A Bacau opera la Rhino Safety, che produce calzature di sicurezza come la “sorella” italiana Exena di Civitanova Marche: «Il design è in Italia, sviluppo e modelleria sono in Romania: ecco perché è necessario che il personale viaggi», spiega il titolare Alfio Cicchinè. «Ho una impresa anche in Spagna, nessun controllo per chi arriva da lì. Che senso ha? Noi abbiamo volontariamente alzato la guardia, facciamo fare tamponi prima della partenza e al ritorno, affidandoci a un centro medico privato e sostenendone il costo. Siamo i primi a voler salvaguardare dal contagio una realtà dove lavorano mille persone».
L’interazione economica e produttiva tra Italia e Romania è consolidata: «Un punto di forza per le aziende italiane che possono contare su un’internazionalizzazione moderna, il risultato di un ventennio di lavoro e di messa a punto di procedure e metodologie lavorative. Ecco perché consideriamo indispensabile la movimentazione costante di imprenditori, manager e tecnici tra i due Paesi, figure indispensabili per le gestioni e le programmazioni produttive di queste filiere», riprende Bertola. Le aziende a capitale italiano in Romania hanno subito effetti paradossali come quello che ha interessato la multinazionale italiana Ultrafog, specializzata nella produzione e montaggio d’impianti antincendio ad alta pressione per il settore navale, dei treni e dei grandi complessi industriali, quartiere generale a Viareggio e produzione per il settore navale a Tulcea: gli ingegneri rifiutano le trasferte in Romania, per non dover restare in quarantena al rientro in Italia. Oltretutto proprio Ultrafog stava per importare nel Paese una tecnologia rivoluzionaria per sanificare l’aria che circola in grandi spazi, anche dai virus, ad esempio l’aria condizionata nelle grandi navi.
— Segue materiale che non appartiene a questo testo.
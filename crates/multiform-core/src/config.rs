//! Decoder configuration.

use std::path::{Path, PathBuf};

pub use multiform_io::DEFAULT_BUFFER_SIZE;

/// Default maximum size of any single file part (10MB).
pub const DEFAULT_MAX_FILE_SIZE: usize = 10 * 1024 * 1024;

/// Default in-memory ceiling per file part before spillover to storage (1MB).
pub const DEFAULT_MAX_SIZE: usize = 1024 * 1024;

/// Configuration for multipart decoding.
#[derive(Debug, Clone)]
pub struct FormConfig {
    /// Read chunk size for the underlying line source.
    buffer_size: usize,
    /// Hard cap on any single file part's byte count.
    max_file_size: usize,
    /// In-memory ceiling per file part; 0 disables in-memory retention.
    max_size: usize,
    /// Destination directory for spilled files.
    out_path: Option<PathBuf>,
    /// Prepended to generated file names.
    prefix: String,
}

impl Default for FormConfig {
    fn default() -> Self {
        Self {
            buffer_size: DEFAULT_BUFFER_SIZE,
            max_file_size: DEFAULT_MAX_FILE_SIZE,
            max_size: DEFAULT_MAX_SIZE,
            out_path: None,
            prefix: String::new(),
        }
    }
}

impl FormConfig {
    /// Create a new configuration with default settings.
    #[must_use]
    pub fn new() -> Self {
        Self::default()
    }

    /// Set the read chunk size for the line source.
    #[must_use]
    pub fn buffer_size(mut self, size: usize) -> Self {
        self.buffer_size = size;
        self
    }

    /// Set the hard cap on any single file part's byte count.
    ///
    /// Exceeding it aborts the whole decode.
    #[must_use]
    pub fn max_file_size(mut self, size: usize) -> Self {
        self.max_file_size = size;
        self
    }

    /// Set the in-memory ceiling per file part before spillover to storage.
    ///
    /// A value of 0 disables in-memory retention entirely; every file part
    /// goes straight to storage.
    #[must_use]
    pub fn max_size(mut self, size: usize) -> Self {
        self.max_size = size;
        self
    }

    /// Set the destination directory for spilled files.
    ///
    /// When unset, a unique directory under the system temp dir is derived
    /// per decoder instance. The directory is created lazily, on first use.
    #[must_use]
    pub fn out_path(mut self, path: impl Into<PathBuf>) -> Self {
        self.out_path = Some(path.into());
        self
    }

    /// Set the string prepended to generated file names.
    #[must_use]
    pub fn prefix(mut self, prefix: impl Into<String>) -> Self {
        self.prefix = prefix.into();
        self
    }

    /// Get the read chunk size.
    #[must_use]
    pub fn get_buffer_size(&self) -> usize {
        self.buffer_size
    }

    /// Get the maximum file part size.
    #[must_use]
    pub fn get_max_file_size(&self) -> usize {
        self.max_file_size
    }

    /// Get the in-memory ceiling per file part.
    #[must_use]
    pub fn get_max_size(&self) -> usize {
        self.max_size
    }

    /// Get the configured output directory, if any.
    #[must_use]
    pub fn get_out_path(&self) -> Option<&Path> {
        self.out_path.as_deref()
    }

    /// Get the generated-file-name prefix.
    #[must_use]
    pub fn get_prefix(&self) -> &str {
        &self.prefix
    }
}
//! Audio artifacts and their cleanup
//!
//! A synthesized word is either an in-memory byte buffer (cloud backend)
//! or a temporary file on disk (local backend). Whoever holds the
//! artifact owns its cleanup; the quiz holds at most one at a time.

use crate::{Result, SpellError};
use log::{debug, warn};
use std::fs;
use std::io::Write;
use std::path::{Path, PathBuf};

/// Audio container format of a synthesized artifact
#[derive(Debug, Clone, Copy, PartialEq, Eq)]
pub enum AudioEncoding {
    Wav,
    Mp3,
}

impl AudioEncoding {
    /// File extension for this encoding
    pub fn extension(&self) -> &'static str {
        match self {
            AudioEncoding::Wav => "wav",
            AudioEncoding::Mp3 => "mp3",
        }
    }
}

enum AudioData {
    /// In-memory bytes. `spooled` is the temp file written on demand
    /// when playback needs a path; it belongs to this artifact.
    Buffer {
        bytes: Vec<u8>,
        spooled: Option<PathBuf>,
    },
    /// Temp file created by the backend. `None` after release.
    File { path: Option<PathBuf> },
}

/// One synthesized word's audio, with exclusive cleanup responsibility
pub struct AudioArtifact {
    encoding: AudioEncoding,
    data: AudioData,
}

impl AudioArtifact {
    /// Wrap raw audio bytes
    pub fn from_bytes(bytes: Vec<u8>, encoding: AudioEncoding) -> Self {
        Self {
            encoding,
            data: AudioData::Buffer {
                bytes,
                spooled: None,
            },
        }
    }

    /// Take ownership of a temp file written by a backend
    pub fn from_file(path: PathBuf, encoding: AudioEncoding) -> Self {
        Self {
            encoding,
            data: AudioData::File { path: Some(path) },
        }
    }

    pub fn encoding(&self) -> AudioEncoding {
        self.encoding
    }

    /// Audio size in bytes, for log lines
    pub fn size_bytes(&self) -> u64 {
        match &self.data {
            AudioData::Buffer { bytes, .. } => bytes.len() as u64,
            AudioData::File { path } => path
                .as_ref()
                .and_then(|p| fs::metadata(p).ok())
                .map(|m| m.len())
                .unwrap_or(0),
        }
    }

    /// Raw bytes if this artifact is buffer-backed (used by the
    /// per-session cache)
    pub fn bytes(&self) -> Option<&[u8]> {
        match &self.data {
            AudioData::Buffer { bytes, .. } => Some(bytes),
            AudioData::File { .. } => None,
        }
    }

    /// Path to playable audio on disk
    ///
    /// File-backed artifacts return their backing file. Buffer-backed
    /// artifacts are spooled to a temp file on first call; the spooled
    /// file is cleaned up with the artifact.
    pub fn playable_path(&mut self) -> Result<&Path> {
        match &mut self.data {
            AudioData::File { path } => path
                .as_deref()
                .ok_or_else(|| SpellError::Playback("audio already released".to_string())),
            AudioData::Buffer { bytes, spooled } => {
                let path = match spooled.take() {
                    Some(path) => path,
                    None => {
                        let mut tmp = tempfile::Builder::new()
                            .prefix("spelldrill-")
                            .suffix(&format!(".{}", self.encoding.extension()))
                            .tempfile()
                            .map_err(|e| {
                                SpellError::Playback(format!("failed to create temp file: {}", e))
                            })?;
                        tmp.write_all(bytes).map_err(|e| {
                            SpellError::Playback(format!("failed to write audio: {}", e))
                        })?;
                        let (_file, path) = tmp.keep().map_err(|e| {
                            SpellError::Playback(format!("failed to keep temp file: {}", e))
                        })?;
                        debug!("Spooled {} bytes to {:?}", bytes.len(), path);
                        path
                    }
                };
                Ok(spooled.insert(path).as_path())
            }
        }
    }

    /// Release the artifact's disk footprint
    ///
    /// Idempotent. Deletion failures are logged, never surfaced: a leaked
    /// temp file is an acceptable degraded outcome.
    pub fn release(&mut self) {
        let path = match &mut self.data {
            AudioData::Buffer { spooled, .. } => spooled.take(),
            AudioData::File { path } => path.take(),
        };

        if let Some(path) = path {
            match fs::remove_file(&path) {
                Ok(()) => debug!("Removed audio file {:?}", path),
                Err(e) => warn!("Failed to remove audio file {:?}: {}", path, e),
            }
        }
    }
}

impl Drop for AudioArtifact {
    fn drop(&mut self) {
        self.release();
    }
}

#[cfg(test)]
mod tests {
    use super::*;

    #[test]
    fn test_encoding_extension() {
        assert_eq!(AudioEncoding::Wav.extension(), "wav");
        assert_eq!(AudioEncoding::Mp3.extension(), "mp3");
    }

    #[test]
    fn test_buffer_spools_once() {
        let mut artifact = AudioArtifact::from_bytes(vec![1, 2, 3], AudioEncoding::Mp3);
        let first = artifact.playable_path().unwrap().to_path_buf();
        assert!(first.exists());
        assert_eq!(fs::read(&first).unwrap(), vec![1, 2, 3]);

        let second = artifact.playable_path().unwrap().to_path_buf();
        assert_eq!(first, second);

        artifact.release();
        assert!(!first.exists());
    }

    #[test]
    fn test_release_idempotent() {
        let dir = tempfile::tempdir().unwrap();
        let path = dir.path().join("word.wav");
        fs::write(&path, b"audio").unwrap();

        let mut artifact = AudioArtifact::from_file(path.clone(), AudioEncoding::Wav);
        artifact.release();
        assert!(!path.exists());

        // Second release is a no-op, not a panic
        artifact.release();
    }

    #[test]
    fn test_drop_removes_file() {
        let dir = tempfile::tempdir().unwrap();
        let path = dir.path().join("word.wav");
        fs::write(&path, b"audio").unwrap();

        {
            let _artifact = AudioArtifact::from_file(path.clone(), AudioEncoding::Wav);
        }
        assert!(!path.exists());
    }

    #[test]
    fn test_buffer_without_spool_has_no_disk_footprint() {
        let mut artifact = AudioArtifact::from_bytes(vec![0u8; 16], AudioEncoding::Mp3);
        assert_eq!(artifact.size_bytes(), 16);
        assert!(artifact.bytes().is_some());
        // Releasing an unspooled buffer touches nothing on disk
        artifact.release();
    }

    #[test]
    fn test_released_file_path_errors() {
        let dir = tempfile::tempdir().unwrap();
        let path = dir.path().join("word.wav");
        fs::write(&path, b"audio").unwrap();

        let mut artifact = AudioArtifact::from_file(path, AudioEncoding::Wav);
        artifact.release();
        assert!(artifact.playable_path().is_err());
    }
}
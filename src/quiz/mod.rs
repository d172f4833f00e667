//! Quiz progression state machine
//!
//! A deterministic four-action walk over the word list: Play speaks the
//! current word, Submit checks the typed answer, Next advances, Restart
//! starts over from the terminal state. Synthesis failures never block
//! progression; the only held resource is the current word's audio, and
//! there is never more than one.

use crate::speech::{AudioArtifact, Synthesizer};
use crate::words::WordList;
use crate::{Result, SpellError};
use log::debug;

/// Where the quiz currently stands
#[derive(Debug, Clone, Copy, PartialEq, Eq)]
pub enum QuizPhase {
    /// Working on the word at this index
    InProgress(usize),
    /// Past the last word; absorbing except via Restart
    Complete,
}

/// Result of checking a submitted answer
#[derive(Debug, Clone, PartialEq, Eq)]
pub enum Feedback {
    Correct,
    /// Wrong answer; reveals the correct spelling
    Incorrect { expected: String },
}

/// Session-scoped quiz state
///
/// Created at session start, mutated only by the action methods below,
/// dropped at session end. Not a global.
pub struct Quiz {
    words: WordList,
    index: usize,
    feedback: Option<Feedback>,
    awaiting_advance: bool,
    audio: Option<AudioArtifact>,
}

impl Quiz {
    /// Start a quiz at the first word
    ///
    /// `WordList` construction already rejects empty lists, so the quiz
    /// always starts InProgress(0).
    pub fn new(words: WordList) -> Self {
        Self {
            words,
            index: 0,
            feedback: None,
            awaiting_advance: false,
            audio: None,
        }
    }

    pub fn phase(&self) -> QuizPhase {
        if self.index < self.words.len() {
            QuizPhase::InProgress(self.index)
        } else {
            QuizPhase::Complete
        }
    }

    pub fn is_complete(&self) -> bool {
        self.index >= self.words.len()
    }

    /// The word being quizzed, or `None` once complete
    pub fn current_word(&self) -> Option<&str> {
        self.words.word_at(self.index)
    }

    /// (current word number, total) for the "N / total" counter.
    /// Only meaningful while in progress.
    pub fn progress(&self) -> (usize, usize) {
        (self.index + 1, self.words.len())
    }

    pub fn feedback(&self) -> Option<&Feedback> {
        self.feedback.as_ref()
    }

    pub fn awaiting_advance(&self) -> bool {
        self.awaiting_advance
    }

    pub fn has_audio(&self) -> bool {
        self.audio.is_some()
    }

    /// The held artifact, for playback
    pub fn audio_mut(&mut self) -> Option<&mut AudioArtifact> {
        self.audio.as_mut()
    }

    /// Release the held artifact, if any. Idempotent.
    pub fn release_audio(&mut self) {
        if let Some(mut artifact) = self.audio.take() {
            debug!("Releasing audio for word {}", self.index);
            artifact.release();
        }
    }

    /// Store a new artifact, releasing the previous one first
    ///
    /// This is the single write path for `audio`, which is what keeps the
    /// at-most-one-artifact invariant.
    pub fn attach_audio(&mut self, artifact: AudioArtifact) -> &mut AudioArtifact {
        self.release_audio();
        self.audio.insert(artifact)
    }

    /// Play action: synthesize the current word
    ///
    /// Only available in progress. The previous artifact is released
    /// before the backend is called; on failure no artifact is held and
    /// the error goes to the caller, leaving progression untouched.
    pub fn play(&mut self, synth: &mut dyn Synthesizer) -> Result<&mut AudioArtifact> {
        let word = match self.current_word() {
            Some(word) => word.to_string(),
            None => return Err(SpellError::Other("the quiz is already complete".to_string())),
        };

        self.release_audio();
        match synth.synthesize(&word) {
            Ok(artifact) => {
                debug!(
                    "Synthesized {:?} ({} bytes, {:?})",
                    word,
                    artifact.size_bytes(),
                    artifact.encoding()
                );
                Ok(self.audio.insert(artifact))
            }
            Err(e) => {
                debug!("Synthesis of {:?} failed: {}", word, e);
                Err(e)
            }
        }
    }

    /// Submit action: check a typed answer against the current word
    ///
    /// Comparison ignores letter case and surrounding whitespace. The
    /// quiz becomes ready to advance whether or not the answer was
    /// correct, and any held audio is released. Returns `None` when the
    /// quiz is already complete.
    pub fn submit(&mut self, input: &str) -> Option<&Feedback> {
        let expected = self.current_word()?.to_string();
        let correct = input.trim().to_lowercase() == expected;

        debug!(
            "Submit for word {} ({:?}): {}",
            self.index,
            expected,
            if correct { "correct" } else { "incorrect" }
        );

        self.feedback = Some(if correct {
            Feedback::Correct
        } else {
            Feedback::Incorrect { expected }
        });
        self.awaiting_advance = true;
        self.release_audio();
        self.feedback.as_ref()
    }

    /// Next action: move to the following word
    ///
    /// Only available after a submit. Returns false when nothing was
    /// pending. Reaching the end of the list leaves the quiz Complete.
    pub fn next(&mut self) -> bool {
        if !self.awaiting_advance {
            return false;
        }

        self.index += 1;
        self.feedback = None;
        self.awaiting_advance = false;
        self.release_audio();

        debug!("Advanced to index {} (phase {:?})", self.index, self.phase());
        true
    }

    /// Restart action: back to the first word
    ///
    /// Only available once the quiz is complete. Returns false otherwise.
    pub fn restart(&mut self) -> bool {
        if !self.is_complete() {
            return false;
        }

        debug!("Restarting quiz");
        self.index = 0;
        self.feedback = None;
        self.awaiting_advance = false;
        self.release_audio();
        true
    }
}

impl Drop for Quiz {
    fn drop(&mut self) {
        self.release_audio();
    }
}

#[cfg(test)]
mod tests {
    use super::*;
    use crate::speech::{AudioEncoding, Synthesizer};
    use std::fs;
    use std::path::PathBuf;

    /// Synthesizer that writes real temp files so releases are observable
    struct FileSynth {
        dir: tempfile::TempDir,
        counter: usize,
        created: Vec<PathBuf>,
    }

    impl FileSynth {
        fn new() -> Self {
            Self {
                dir: tempfile::tempdir().unwrap(),
                counter: 0,
                created: Vec::new(),
            }
        }
    }

    impl Synthesizer for FileSynth {
        fn synthesize(&mut self, word: &str) -> Result<AudioArtifact> {
            let path = self.dir.path().join(format!("{}-{}.wav", word, self.counter));
            self.counter += 1;
            fs::write(&path, word.as_bytes()).unwrap();
            self.created.push(path.clone());
            Ok(AudioArtifact::from_file(path, AudioEncoding::Wav))
        }

        fn describe(&self) -> &str {
            "test files"
        }
    }

    /// Synthesizer that always fails
    struct FailingSynth;

    impl Synthesizer for FailingSynth {
        fn synthesize(&mut self, _word: &str) -> Result<AudioArtifact> {
            Err(SpellError::Backend("synthesis is down".to_string()))
        }

        fn describe(&self) -> &str {
            "always failing"
        }
    }

    fn quiz(words: &[&str]) -> Quiz {
        Quiz::new(WordList::new(words.iter().copied()).unwrap())
    }

    #[test]
    fn test_full_walk() {
        let mut quiz = quiz(&["spray", "basil"]);
        assert_eq!(quiz.phase(), QuizPhase::InProgress(0));
        assert_eq!(quiz.progress(), (1, 2));

        // Case and surrounding whitespace are forgiven
        assert_eq!(quiz.submit("Spray "), Some(&Feedback::Correct));
        assert!(quiz.awaiting_advance());

        assert!(quiz.next());
        assert_eq!(quiz.phase(), QuizPhase::InProgress(1));
        assert!(quiz.feedback().is_none());
        assert!(!quiz.awaiting_advance());

        // A miss reveals the expected spelling but still allows moving on
        match quiz.submit("basilx") {
            Some(Feedback::Incorrect { expected }) => assert_eq!(expected, "basil"),
            other => panic!("unexpected feedback: {:?}", other),
        }
        assert!(quiz.awaiting_advance());

        assert!(quiz.next());
        assert_eq!(quiz.phase(), QuizPhase::Complete);
        assert!(quiz.current_word().is_none());
    }

    #[test]
    fn test_next_requires_submit() {
        let mut quiz = quiz(&["spray"]);
        assert!(!quiz.next());
        assert_eq!(quiz.phase(), QuizPhase::InProgress(0));

        quiz.submit("wrong");
        assert!(quiz.next());
        // Next is one-shot until the following submit
        assert!(!quiz.next());
    }

    #[test]
    fn test_index_only_moves_forward_by_one() {
        let mut quiz = quiz(&["a", "b", "c"]);
        for expected_index in 1..=3 {
            quiz.submit("a");
            quiz.next();
            match quiz.phase() {
                QuizPhase::InProgress(i) => assert_eq!(i, expected_index),
                QuizPhase::Complete => assert_eq!(expected_index, 3),
            }
        }
    }

    #[test]
    fn test_complete_is_absorbing() {
        let mut quiz = quiz(&["spray"]);
        quiz.submit("spray");
        quiz.next();
        assert!(quiz.is_complete());

        // Submit and Next do nothing once complete
        assert!(quiz.submit("spray").is_none());
        assert!(!quiz.next());
        assert!(quiz.is_complete());
    }

    #[test]
    fn test_restart() {
        let mut quiz = quiz(&["spray"]);

        // Restart is not available mid-quiz
        assert!(!quiz.restart());

        quiz.submit("sprey");
        quiz.next();
        assert!(quiz.is_complete());

        assert!(quiz.restart());
        assert_eq!(quiz.phase(), QuizPhase::InProgress(0));
        assert!(quiz.feedback().is_none());
        assert!(!quiz.awaiting_advance());
    }

    #[test]
    fn test_play_holds_at_most_one_artifact() {
        let mut synth = FileSynth::new();
        let mut quiz = quiz(&["spray"]);

        quiz.play(&mut synth).unwrap();
        quiz.play(&mut synth).unwrap();

        // The first file was deleted when the second play released it
        assert!(!synth.created[0].exists());
        assert!(synth.created[1].exists());
        assert!(quiz.has_audio());
    }

    #[test]
    fn test_submit_releases_audio() {
        let mut synth = FileSynth::new();
        let mut quiz = quiz(&["spray"]);

        quiz.play(&mut synth).unwrap();
        assert!(synth.created[0].exists());

        quiz.submit("spray");
        assert!(!quiz.has_audio());
        assert!(!synth.created[0].exists());
    }

    #[test]
    fn test_play_failure_clears_audio_and_preserves_progression() {
        let mut files = FileSynth::new();
        let mut quiz = quiz(&["spray", "basil"]);

        quiz.play(&mut files).unwrap();
        assert!(quiz.has_audio());

        // The failed attempt releases the prior artifact and holds nothing
        let mut failing = FailingSynth;
        assert!(quiz.play(&mut failing).is_err());
        assert!(!quiz.has_audio());
        assert!(!files.created[0].exists());

        // Submit/Next still work
        assert_eq!(quiz.submit("spray"), Some(&Feedback::Correct));
        assert!(quiz.next());
        assert_eq!(quiz.phase(), QuizPhase::InProgress(1));
    }

    #[test]
    fn test_play_after_complete_errors() {
        let mut synth = FileSynth::new();
        let mut quiz = quiz(&["spray"]);
        quiz.submit("spray");
        quiz.next();
        assert!(quiz.play(&mut synth).is_err());
    }

    #[test]
    fn test_drop_releases_audio() {
        let mut synth = FileSynth::new();
        let path;
        {
            let mut quiz = quiz(&["spray"]);
            quiz.play(&mut synth).unwrap();
            path = synth.created[0].clone();
            assert!(path.exists());
        }
        assert!(!path.exists());
    }
}
//! Speech synthesis system

pub mod artifact;
pub mod backends;
pub mod player;
pub mod synth;

pub use artifact::{AudioArtifact, AudioEncoding};
pub use player::Player;
pub use synth::{create_synthesizer, Synthesizer};
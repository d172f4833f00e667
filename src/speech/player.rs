//! Audio playback through a system player
//!
//! Plays one artifact at a time by spawning the first available command
//! line player for the artifact's encoding. A new playback cancels the
//! previous one first.

use crate::speech::AudioEncoding;
use crate::{Result, SpellError};
use log::{debug, warn};
use std::path::Path;
use std::process::{Child, Command, Stdio};

/// A candidate player command with its quiet-mode arguments
struct PlayerCmd {
    program: &'static str,
    args: &'static [&'static str],
}

const WAV_PLAYERS: &[PlayerCmd] = &[
    PlayerCmd { program: "paplay", args: &[] },
    PlayerCmd { program: "aplay", args: &["-q"] },
    PlayerCmd { program: "afplay", args: &[] },
];

const MP3_PLAYERS: &[PlayerCmd] = &[
    PlayerCmd { program: "mpg123", args: &["-q"] },
    PlayerCmd {
        program: "ffplay",
        args: &["-nodisp", "-autoexit", "-loglevel", "quiet"],
    },
    PlayerCmd { program: "afplay", args: &[] },
];

/// Plays audio files, holding at most one running player process
pub struct Player {
    /// Currently running player process
    current: Option<Child>,
}

impl Player {
    pub fn new() -> Self {
        Self { current: None }
    }

    fn candidates(encoding: AudioEncoding) -> &'static [PlayerCmd] {
        match encoding {
            AudioEncoding::Wav => WAV_PLAYERS,
            AudioEncoding::Mp3 => MP3_PLAYERS,
        }
    }

    /// Kill and reap any still-running player
    fn cancel_current(&mut self) {
        if let Some(mut child) = self.current.take() {
            debug!("Stopping previous player process");
            match child.kill() {
                Ok(_) => {
                    let _ = child.wait();
                }
                Err(e) => {
                    // Usually means it already exited
                    debug!("Failed to kill player process: {}", e);
                }
            }
        }
    }

    /// Play an audio file, cancelling any previous playback
    ///
    /// Tries each known player for the encoding in order; the first that
    /// spawns wins. Playback runs in the background so the quiz stays
    /// responsive.
    pub fn play(&mut self, path: &Path, encoding: AudioEncoding) -> Result<()> {
        self.cancel_current();

        let candidates = Self::candidates(encoding);
        for candidate in candidates {
            let spawned = Command::new(candidate.program)
                .args(candidate.args)
                .arg(path)
                .stdout(Stdio::null())
                .stderr(Stdio::null())
                .spawn();

            match spawned {
                Ok(child) => {
                    debug!("Playing {:?} with {}", path, candidate.program);
                    self.current = Some(child);
                    return Ok(());
                }
                Err(e) => {
                    debug!("Player {} unavailable: {}", candidate.program, e);
                }
            }
        }

        let tried: Vec<&str> = candidates.iter().map(|c| c.program).collect();
        warn!("No audio player found for {:?} (tried {:?})", path, tried);
        Err(SpellError::Playback(format!(
            "no audio player found (tried {})",
            tried.join(", ")
        )))
    }
}

impl Default for Player {
    fn default() -> Self {
        Self::new()
    }
}

impl Drop for Player {
    fn drop(&mut self) {
        self.cancel_current();
    }
}

#[cfg(test)]
mod tests {
    use super::*;

    #[test]
    fn test_candidates_per_encoding() {
        assert_eq!(Player::candidates(AudioEncoding::Wav)[0].program, "paplay");
        assert_eq!(Player::candidates(AudioEncoding::Mp3)[0].program, "mpg123");
    }

    #[test]
    fn test_cancel_with_nothing_running() {
        let mut player = Player::new();
        // No-op, not a panic
        player.cancel_current();
        player.cancel_current();
    }
}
La soluzione proposta dalle imprese che operano in Romania e Bulgaria è di immediata attuazione: «Organizziamo i tamponi qui, nelle 72 ore precedenti il viaggio. Come associazione possiamo raccogliere le esigenze delle imprese e supportarle, e siamo anche disposti a sottoporci al tampone rapido all’arrivo in Italia, come previsto per altre destinazioni. Il rischio è compromettere irrimediabilmente uno dei principali e strategici asset produttivi per l’Italia, in un momento nel quale tutta Europa si rafforza per affrontare la complessa ripartenza economica», conclude Bertola.